WATANI International
23 August 2009
Remittances drop
The Central Bank of Egypt reported some 26 per cent decline in remittances for the first three months of the year. This is another drop in one of the country’s major foreign currency earners as the global economy contracts. The bank’s monthly bulletin revealed that remittances declined to USD1.7 billion in the third quarter of the 2008-2009 fiscal year from about USD2.3 billion in the previous quarter. Egypt’s other top sources of foreign currency are Suez Canal revenues and tourism, both of which dropped this year, the canal revenues dropping some 7 per cent.
Five million doses
Egypt is to order five million doses of swine flu vaccine once it is available, Deputy Health Minister Nasser al-Sayed has said, sufficient to immunise 2.5 million of the country’s nearly 80 million population. The order could go up to 10 million doses depending on the evolution of the (A)H1N1 virus over the winter, he said. Until last week Egypt had recorded 502 cases of swine flu. There was just one death—a woman returning from pilgrimage to the Muslim holy places in Saudi Arabia.
Real estate tax
The new real estate law is now ready for implementation after Finance Minister Youssef Boutros-Ghali approved the real estate taxation statute earlier this month. The 22-item statute regulates the rental value of real estate units upon which the tax value will be determined. Ghali said the law exempts housing units with annual rental value less than EGP6,000. Exempted from tax are educational institutions, government, unions, political parties and youth centres.
Japan for the grassroots
Japanese aid has been working to make life easier for the grassroots in Egypt. The sum of USD45,769 was granted to the Coptic Hope Association for Care of Disabled Persons for a project to improve the association’s Mother and Child Care Clinic in Minya. A Medical Checkup Vehicle costing USD88,444 was donated to the Association against Tuberculosis and Lung Diseases in North Sinai. The association is planning to use the medically-equipped vehicle for doctors to visit sites in Sinai and offer medical checkups to residents for whom health care is otherwise inaccessible. And in the east-of-Cairo randomly built neighbourhood of Ezbet al-Haggana, home to some one million residents, Japan is financing the erection of a water network to the tune of USD39,878. Also in North Sinai, Japan extended a grant of USD87,111 to the Society for Environment Protection for its Project for Improvement of Public Schools. Through its Assistance Scheme for Grassroots and Human Security Projects, Japan has since 1994 helped pupils all over Egypt by providing them with new desks and chairs.
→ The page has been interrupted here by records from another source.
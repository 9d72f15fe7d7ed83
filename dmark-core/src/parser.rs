use crate::types::*;
use indexmap::IndexMap;
use once_cell::sync::Lazy;
use regex::Regex;

// Pattern Recognizer for the enhanced inline syntax.
//
// Each construct kind is matched independently; matches within a kind are
// non-overlapping and in left-to-right text order (regex scan order).
// Malformed `@...` sequences that match no pattern are simply not constructs
// and pass through as literal text — the parser never reports them.

/// Figure: `@fig[label](path){attrs}? Caption text.`
/// The path may not contain whitespace: `@fig[x](some spaced text)` is a
/// cross-reference with custom text, not a figure. The caption runs to the
/// first newline, construct marker, or end of text; both boundary characters
/// are excluded from the caption class, so the greedy match stops exactly
/// where a lookahead would.
static FIGURE_PATTERN: Lazy<Regex> = Lazy::new(|| {
    Regex::new(r"@fig\[([A-Za-z0-9_-]+)\]\(([^)\s]+)\)(?:\{([^}]*)\})?\s*([^\n@]+)")
        .expect("figure pattern is valid")
});

/// Table marker: `@tbl[label] Caption text`, anchored to line start and
/// confined to a single line. A mid-prose `@tbl[label]` is a cross-reference,
/// not a marker. The table body that follows is located positionally by the
/// transpiler.
static TABLE_PATTERN: Lazy<Regex> = Lazy::new(|| {
    Regex::new(r"(?m)^@tbl\[([A-Za-z0-9_-]+)\][ \t]+([^\n@]+)").expect("table pattern is valid")
});

/// Cross-reference: `@fig[label]`, optionally `@fig[label](custom text)`.
static CROSS_REF_PATTERN: Lazy<Regex> = Lazy::new(|| {
    Regex::new(r"@(fig|tbl|eq|sec)\[([A-Za-z0-9_-]+)\](?:\(([^)]+)\))?")
        .expect("cross-reference pattern is valid")
});

/// Callout: `@note{body}`. The kind set is open; the body may contain
/// anything except the closing brace.
static CALLOUT_PATTERN: Lazy<Regex> = Lazy::new(|| {
    Regex::new(r"@([A-Za-z][A-Za-z0-9_-]*)\{([^}]+)\}").expect("callout pattern is valid")
});

/// Standard markdown attribute anchor: `{#fig:label …}`.
static ANCHOR_PATTERN: Lazy<Regex> = Lazy::new(|| {
    Regex::new(r"\{#(fig|tbl|eq|sec):([A-Za-z0-9_-]+)").expect("anchor pattern is valid")
});

/// Quoted attribute pair: `key="value with anything but quotes"`.
static QUOTED_ATTR_PATTERN: Lazy<Regex> =
    Lazy::new(|| Regex::new(r#"(\w+)="([^"]*)""#).expect("quoted attribute pattern is valid"));

/// Unquoted attribute pair: `key=value` (value stops at whitespace or quote).
static UNQUOTED_ATTR_PATTERN: Lazy<Regex> =
    Lazy::new(|| Regex::new(r#"(\w+)=([^\s"]+)"#).expect("unquoted attribute pattern is valid"));

/// Scans one document's text for enhanced-syntax constructs.
pub struct SyntaxParser<'a> {
    content: &'a str,
}

impl<'a> SyntaxParser<'a> {
    pub fn new(content: &'a str) -> Self {
        Self { content }
    }

    /// 1-based line number of a byte offset.
    fn line_number(&self, offset: usize) -> usize {
        self.content[..offset].matches('\n').count() + 1
    }

    /// 1-based column (in characters) of a byte offset within its line.
    fn column_number(&self, offset: usize) -> usize {
        let line_start = self.content[..offset].rfind('\n').map_or(0, |i| i + 1);
        self.content[line_start..offset].chars().count() + 1
    }

    fn span_of(&self, m: &regex::Match<'_>) -> SourceSpan {
        SourceSpan {
            start: m.start(),
            end: m.end(),
            line: self.line_number(m.start()),
            column: self.column_number(m.start()),
        }
    }

    pub fn parse_figures(&self) -> Vec<FigureElement> {
        FIGURE_PATTERN
            .captures_iter(self.content)
            .map(|caps| {
                let whole = caps.get(0).expect("capture group 0 always present");
                FigureElement {
                    label: caps[1].to_string(),
                    image_path: caps[2].to_string(),
                    caption: caps[4].trim().to_string(),
                    attributes: parse_attributes(caps.get(3).map_or("", |m| m.as_str())),
                    span: self.span_of(&whole),
                    original: whole.as_str().to_string(),
                }
            })
            .collect()
    }

    pub fn parse_tables(&self) -> Vec<TableElement> {
        TABLE_PATTERN
            .captures_iter(self.content)
            .map(|caps| {
                let whole = caps.get(0).expect("capture group 0 always present");
                TableElement {
                    label: caps[1].to_string(),
                    caption: caps[2].trim().to_string(),
                    span: self.span_of(&whole),
                    original: whole.as_str().to_string(),
                }
            })
            .collect()
    }

    pub fn parse_cross_references(&self) -> Vec<CrossReference> {
        CROSS_REF_PATTERN
            .captures_iter(self.content)
            .map(|caps| {
                let whole = caps.get(0).expect("capture group 0 always present");
                CrossReference {
                    kind: RefKind::from_token(&caps[1]).expect("pattern only matches known kinds"),
                    label: caps[2].to_string(),
                    custom_text: caps.get(3).map(|m| m.as_str().to_string()),
                    span: self.span_of(&whole),
                    original: whole.as_str().to_string(),
                }
            })
            .collect()
    }

    pub fn parse_callouts(&self) -> Vec<CalloutElement> {
        CALLOUT_PATTERN
            .captures_iter(self.content)
            .map(|caps| {
                let whole = caps.get(0).expect("capture group 0 always present");
                CalloutElement {
                    kind: caps[1].to_string(),
                    body: caps[2].to_string(),
                    span: self.span_of(&whole),
                    original: whole.as_str().to_string(),
                }
            })
            .collect()
    }

    /// Labels already defined via standard markdown anchors. Only the
    /// validator consumes these; the transpiler leaves them untouched.
    pub fn parse_anchors(&self) -> Vec<AnchorLabel> {
        ANCHOR_PATTERN
            .captures_iter(self.content)
            .map(|caps| {
                let whole = caps.get(0).expect("capture group 0 always present");
                AnchorLabel {
                    kind: RefKind::from_token(&caps[1]).expect("pattern only matches known kinds"),
                    label: caps[2].to_string(),
                    span: self.span_of(&whole),
                }
            })
            .collect()
    }

    /// True iff any of the four construct patterns matches at least once.
    /// Gates the transpiler's byte-identical pass-through.
    pub fn has_enhanced_syntax(&self) -> bool {
        FIGURE_PATTERN.is_match(self.content)
            || TABLE_PATTERN.is_match(self.content)
            || CROSS_REF_PATTERN.is_match(self.content)
            || CALLOUT_PATTERN.is_match(self.content)
    }
}

/// Recognized attribute-name synonyms.
fn normalize_attr_key(key: &str) -> &str {
    match key {
        "w" => "width",
        "h" => "height",
        "short" => "short-caption",
        other => other,
    }
}

/// Parse an attribute block like `w=50% short="Short caption"`.
///
/// Quoted pairs are parsed first so a quoted value containing `=` or
/// whitespace stays intact; unquoted pairs are parsed second and skip any
/// key (after synonym normalization) the quoted pass already captured —
/// first occurrence wins. Unrecognized keys pass through verbatim.
pub fn parse_attributes(attr_str: &str) -> IndexMap<String, String> {
    let mut attributes = IndexMap::new();

    if attr_str.is_empty() {
        return attributes;
    }

    for caps in QUOTED_ATTR_PATTERN.captures_iter(attr_str) {
        let key = normalize_attr_key(&caps[1]).to_string();
        attributes.entry(key).or_insert_with(|| caps[2].to_string());
    }

    for caps in UNQUOTED_ATTR_PATTERN.captures_iter(attr_str) {
        let key = normalize_attr_key(&caps[1]).to_string();
        attributes.entry(key).or_insert_with(|| caps[2].to_string());
    }

    attributes
}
In the agricultural sphere, Japanese grants amounting to some EGP63 million were used to fund the Modernisation of Agricultural Mechanisation Centre in Damanhur west of the Delta. The project allows farmers to use agricultural machines and provides them with the necessary technical training and after-sales services.
Humidity control
The tomb of Haremhab, in the Valley of the King’s on Luxor’s West Bank, has been reopened following the installation of state-of-the-art German-made humidity-control equipment. This is the first time technology is used in an attempt to reduce and control the humidity and heat inside tombs, which has long affected tomb wall paintings in the past and led to the closure of Haremhab’s tomb. It is planned that similar equipment would be installed in all the Valley of the Kings tombs if that in the Haremhab’s tomb proves effective.